:: Task goal ::
Without skipping anything, print all of the data exactly.

-- Records shown follows --

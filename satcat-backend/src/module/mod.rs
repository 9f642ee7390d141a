pub mod catalog;
pub mod export;
pub mod fetch;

-- Records shown concluded --

:: Task output ::
filename satcat-backend/src/module/mod.rs
repository 9f642ee7390d141a
pub mod catalog;
pub mod export;
pub mod fetch;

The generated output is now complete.